Brian Jarman was professor of primary health care at Imperial College London from 1983 – 1998. In this interview with College President Denis Pereira Gray in 2010, he talks about the introduction of his underprivileged area score in 1990 – which became commonly known as the Jarman Index.
"The idea was to give pay in the inner-city areas in proportion to workload so that each GP got the same pay per unit of work – not an easy thing to do. And they decided that meant that the majority of GPs would be worse off and so it wouldn’t work. However, John being a fair person as I left the room he said come back Brian, we’ll give you one chance. If you come back in 3 months’ time, we will choose 5 areas randomly and we will ask the GPs at the LMC to shade the electoral wards according to the degree to which the patients in the area increase their workload or pressure on their services. And when we meet in 3 months we will see if there’s any overlap. And when we looked at the maps, there was only 1.4 or 1.6% of pairs of wards differed. So I then went for my first ever LMC GP conference at the Logan Hall. You have two minutes to speak … And I put it forward and they voted, having seen these figures, unanimously to accept the methodology. Purely theoretical, nothing happened, until 1990, the new White Paper – I suppose the Thatcher White Paper on primary care – came out and the day before, three parts of the department of health ask us for underprivileged area scores so I realised that they were going to use them. And they started paying GPs on that basis."
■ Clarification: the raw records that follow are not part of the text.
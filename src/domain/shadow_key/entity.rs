//! Shadow key entity and related types

use std::str::FromStr;

use chrono::{DateTime, Utc};
use serde::{Deserialize, Serialize};

use crate::domain::user::UserId;
use crate::domain::DomainError;

/// Local surrogate identity, assigned by the store on creation
#[derive(Debug, Clone, Copy, PartialEq, Eq, Hash, PartialOrd, Ord, Serialize, Deserialize)]
#[serde(transparent)]
pub struct ShadowKeyId(i64);

impl ShadowKeyId {
    pub fn new(id: i64) -> Self {
        Self(id)
    }

    pub fn value(&self) -> i64 {
        self.0
    }
}

impl std::fmt::Display for ShadowKeyId {
    fn fmt(&self, f: &mut std::fmt::Formatter<'_>) -> std::fmt::Result {
        write!(f, "{}", self.0)
    }
}

/// Budget class of a key
#[derive(Debug, Clone, Copy, PartialEq, Eq, Hash, Serialize, Deserialize, Default)]
pub enum KeyType {
    #[default]
    #[serde(rename = "standard")]
    Standard,
    #[serde(rename = "long-term")]
    LongTerm,
}

impl KeyType {
    pub fn as_str(&self) -> &'static str {
        match self {
            Self::Standard => "standard",
            Self::LongTerm => "long-term",
        }
    }
}

impl FromStr for KeyType {
    type Err = DomainError;

    fn from_str(s: &str) -> Result<Self, Self::Err> {
        match s {
            "standard" => Ok(Self::Standard),
            "long-term" => Ok(Self::LongTerm),
            other => Err(DomainError::validation(format!(
                "Unknown key type '{}', expected 'standard' or 'long-term'",
                other
            ))),
        }
    }
}

impl std::fmt::Display for KeyType {
    fn fmt(&self, f: &mut std::fmt::Formatter<'_>) -> std::fmt::Result {
        f.write_str(self.as_str())
    }
}

/// Lifecycle status of a shadow record
#[derive(Debug, Clone, Copy, PartialEq, Eq, Hash, Serialize, Deserialize, Default)]
#[serde(rename_all = "snake_case")]
pub enum KeyStatus {
    #[default]
    Active,
    Expired,
    Revoked,
}

impl KeyStatus {
    pub fn as_str(&self) -> &'static str {
        match self {
            Self::Active => "active",
            Self::Expired => "expired",
            Self::Revoked => "revoked",
        }
    }
}

impl FromStr for KeyStatus {
    type Err = DomainError;

    fn from_str(s: &str) -> Result<Self, Self::Err> {
        match s {
            "active" => Ok(Self::Active),
            "expired" => Ok(Self::Expired),
            "revoked" => Ok(Self::Revoked),
            other => Err(DomainError::storage(format!("Unknown key status '{}'", other))),
        }
    }
}

/// Whether the stored remote identifier has been seen in a directory listing
#[derive(Debug, Clone, Copy, PartialEq, Eq, Hash, Serialize, Deserialize, Default)]
#[serde(rename_all = "snake_case")]
pub enum IdentityState {
    /// Observed in an upstream listing
    #[default]
    Confirmed,
    /// Derived locally from the issued secret; corrected by the next reconcile
    Provisional,
}

impl IdentityState {
    pub fn as_str(&self) -> &'static str {
        match self {
            Self::Confirmed => "confirmed",
            Self::Provisional => "provisional",
        }
    }
}

impl FromStr for IdentityState {
    type Err = DomainError;

    fn from_str(s: &str) -> Result<Self, Self::Err> {
        match s {
            "confirmed" => Ok(Self::Confirmed),
            "provisional" => Ok(Self::Provisional),
            other => Err(DomainError::storage(format!(
                "Unknown identity state '{}'",
                other
            ))),
        }
    }
}

/// A shadow record that has not been persisted yet
#[derive(Debug, Clone, PartialEq)]
pub struct NewShadowKey {
    pub user_id: UserId,
    pub remote_key_id: String,
    pub name: String,
    pub mask: String,
    pub key_type: KeyType,
    pub created_at: DateTime<Utc>,
    pub expires_at: Option<DateTime<Utc>>,
    pub status: KeyStatus,
    pub identity: IdentityState,
}

impl NewShadowKey {
    pub fn new(
        user_id: UserId,
        remote_key_id: impl Into<String>,
        name: impl Into<String>,
        mask: impl Into<String>,
        key_type: KeyType,
    ) -> Self {
        Self {
            user_id,
            remote_key_id: remote_key_id.into(),
            name: name.into(),
            mask: mask.into(),
            key_type,
            created_at: Utc::now(),
            expires_at: None,
            status: KeyStatus::Active,
            identity: IdentityState::Confirmed,
        }
    }

    pub fn with_expires_at(mut self, expires_at: Option<DateTime<Utc>>) -> Self {
        self.expires_at = expires_at;
        self
    }

    pub fn with_status(mut self, status: KeyStatus) -> Self {
        self.status = status;
        self
    }

    pub fn with_identity(mut self, identity: IdentityState) -> Self {
        self.identity = identity;
        self
    }

    pub fn with_created_at(mut self, created_at: DateTime<Utc>) -> Self {
        self.created_at = created_at;
        self
    }
}

/// Local lifecycle record for one credential
#[derive(Debug, Clone, PartialEq, Serialize, Deserialize)]
pub struct ShadowKeyRecord {
    id: ShadowKeyId,
    user_id: UserId,
    remote_key_id: String,
    name: String,
    mask: String,
    key_type: KeyType,
    created_at: DateTime<Utc>,
    #[serde(skip_serializing_if = "Option::is_none")]
    expires_at: Option<DateTime<Utc>>,
    #[serde(skip_serializing_if = "Option::is_none")]
    revoked_at: Option<DateTime<Utc>>,
    status: KeyStatus,
    identity: IdentityState,
}

impl ShadowKeyRecord {
    /// Materialise a persisted record from its creation payload
    pub fn from_new(id: ShadowKeyId, key: NewShadowKey) -> Self {
        Self {
            id,
            user_id: key.user_id,
            remote_key_id: key.remote_key_id,
            name: key.name,
            mask: key.mask,
            key_type: key.key_type,
            created_at: key.created_at,
            expires_at: key.expires_at,
            revoked_at: None,
            status: key.status,
            identity: key.identity,
        }
    }

    /// Restore the revocation timestamp when loading from storage
    pub fn with_revoked_at(mut self, revoked_at: Option<DateTime<Utc>>) -> Self {
        self.revoked_at = revoked_at;
        self
    }

    pub fn id(&self) -> ShadowKeyId {
        self.id
    }

    pub fn user_id(&self) -> &UserId {
        &self.user_id
    }

    pub fn remote_key_id(&self) -> &str {
        &self.remote_key_id
    }

    pub fn name(&self) -> &str {
        &self.name
    }

    pub fn mask(&self) -> &str {
        &self.mask
    }

    pub fn key_type(&self) -> KeyType {
        self.key_type
    }

    pub fn created_at(&self) -> DateTime<Utc> {
        self.created_at
    }

    pub fn expires_at(&self) -> Option<DateTime<Utc>> {
        self.expires_at
    }

    pub fn revoked_at(&self) -> Option<DateTime<Utc>> {
        self.revoked_at
    }

    pub fn status(&self) -> KeyStatus {
        self.status
    }

    pub fn identity(&self) -> IdentityState {
        self.identity
    }

    pub fn is_active(&self) -> bool {
        self.status == KeyStatus::Active
    }

    /// Point the record at the identifier the directory currently reports
    pub fn rebind(&mut self, remote_key_id: impl Into<String>) {
        self.remote_key_id = remote_key_id.into();
        self.identity = IdentityState::Confirmed;
    }

    /// Mark the remote identifier as observed upstream
    pub fn confirm_identity(&mut self) {
        self.identity = IdentityState::Confirmed;
    }

    /// Observed upstream and not expired
    pub fn activate(&mut self, expires_at: Option<DateTime<Utc>>) {
        self.status = KeyStatus::Active;
        self.revoked_at = None;
        self.expires_at = expires_at;
    }

    /// Observed upstream with an expiry in the past
    pub fn expire(&mut self, expires_at: DateTime<Utc>) {
        self.status = KeyStatus::Expired;
        self.expires_at = Some(expires_at);
    }

    /// Keeps the first revocation time when already revoked
    pub fn revoke(&mut self, at: DateTime<Utc>) {
        if self.status == KeyStatus::Revoked && self.revoked_at.is_some() {
            return;
        }
        self.status = KeyStatus::Revoked;
        self.revoked_at = Some(at);
    }
}

#[cfg(test)]
mod tests {
    use super::*;
    use chrono::Duration;

    fn record() -> ShadowKeyRecord {
        let user = UserId::new("dev@example.com").unwrap();
        ShadowKeyRecord::from_new(
            ShadowKeyId::new(1),
            NewShadowKey::new(user, "sk-...abcd", "laptop", "sk-...abcd", KeyType::Standard),
        )
    }

    #[test]
    fn test_key_type_round_trip_strings() {
        assert_eq!("long-term".parse::<KeyType>().unwrap(), KeyType::LongTerm);
        assert_eq!(KeyType::LongTerm.as_str(), "long-term");
        assert!("forever".parse::<KeyType>().is_err());
        assert_eq!(
            serde_json::to_string(&KeyType::LongTerm).unwrap(),
            "\"long-term\""
        );
    }

    #[test]
    fn test_new_record_is_active_and_confirmed() {
        let key = record();
        assert!(key.is_active());
        assert_eq!(key.identity(), IdentityState::Confirmed);
        assert!(key.revoked_at().is_none());
    }

    #[test]
    fn test_revoke_then_activate_clears_revocation() {
        let mut key = record();
        key.revoke(Utc::now());
        assert_eq!(key.status(), KeyStatus::Revoked);
        assert!(key.revoked_at().is_some());

        key.activate(None);
        assert!(key.is_active());
        assert!(key.revoked_at().is_none());
    }

    #[test]
    fn test_revoke_keeps_first_revocation_time() {
        let mut key = record();
        let first = Utc::now() - Duration::hours(2);
        key.revoke(first);
        key.revoke(Utc::now());
        assert_eq!(key.revoked_at(), Some(first));
    }

    #[test]
    fn test_expire_sets_expiry() {
        let mut key = record();
        let past = Utc::now() - Duration::hours(1);
        key.expire(past);
        assert_eq!(key.status(), KeyStatus::Expired);
        assert_eq!(key.expires_at(), Some(past));
    }

    #[test]
    fn test_rebind_confirms_identity() {
        let mut key = record();
        let mut provisional = ShadowKeyRecord::from_new(
            key.id(),
            NewShadowKey::new(key.user_id().clone(), "sk-1...wxyz", "laptop", "sk-1...wxyz", KeyType::Standard)
                .with_identity(IdentityState::Provisional),
        );
        provisional.rebind("sk-...9f3a");
        assert_eq!(provisional.remote_key_id(), "sk-...9f3a");
        assert_eq!(provisional.identity(), IdentityState::Confirmed);

        key.rebind("sk-...0000");
        assert_eq!(key.remote_key_id(), "sk-...0000");
    }
}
Peter Brent was a GP at a practice in Wembley and Willesden in London in the 1960s and 1970s. He was interviewed for the College in September 2019.
“And at that time in the area where we lived it was a fairly deprived area so patients didn't have cars, most of them, a lot of them didn't have phones which meant that they had to, if they needed a doctor, they had to go out and find the nearest working phone box to phone us. So generally, if they've, if that was necessary it was usually a definite requirement that they needed to see a doctor. We didn't in the early days, we didn't have any mobile phones of course and when we went out on the way home, we dropped into the nearest police station and said do you mind if we phone to the call service to see if we have any messages before going home to see if there were any more calls. So, we got to know the police pretty well.”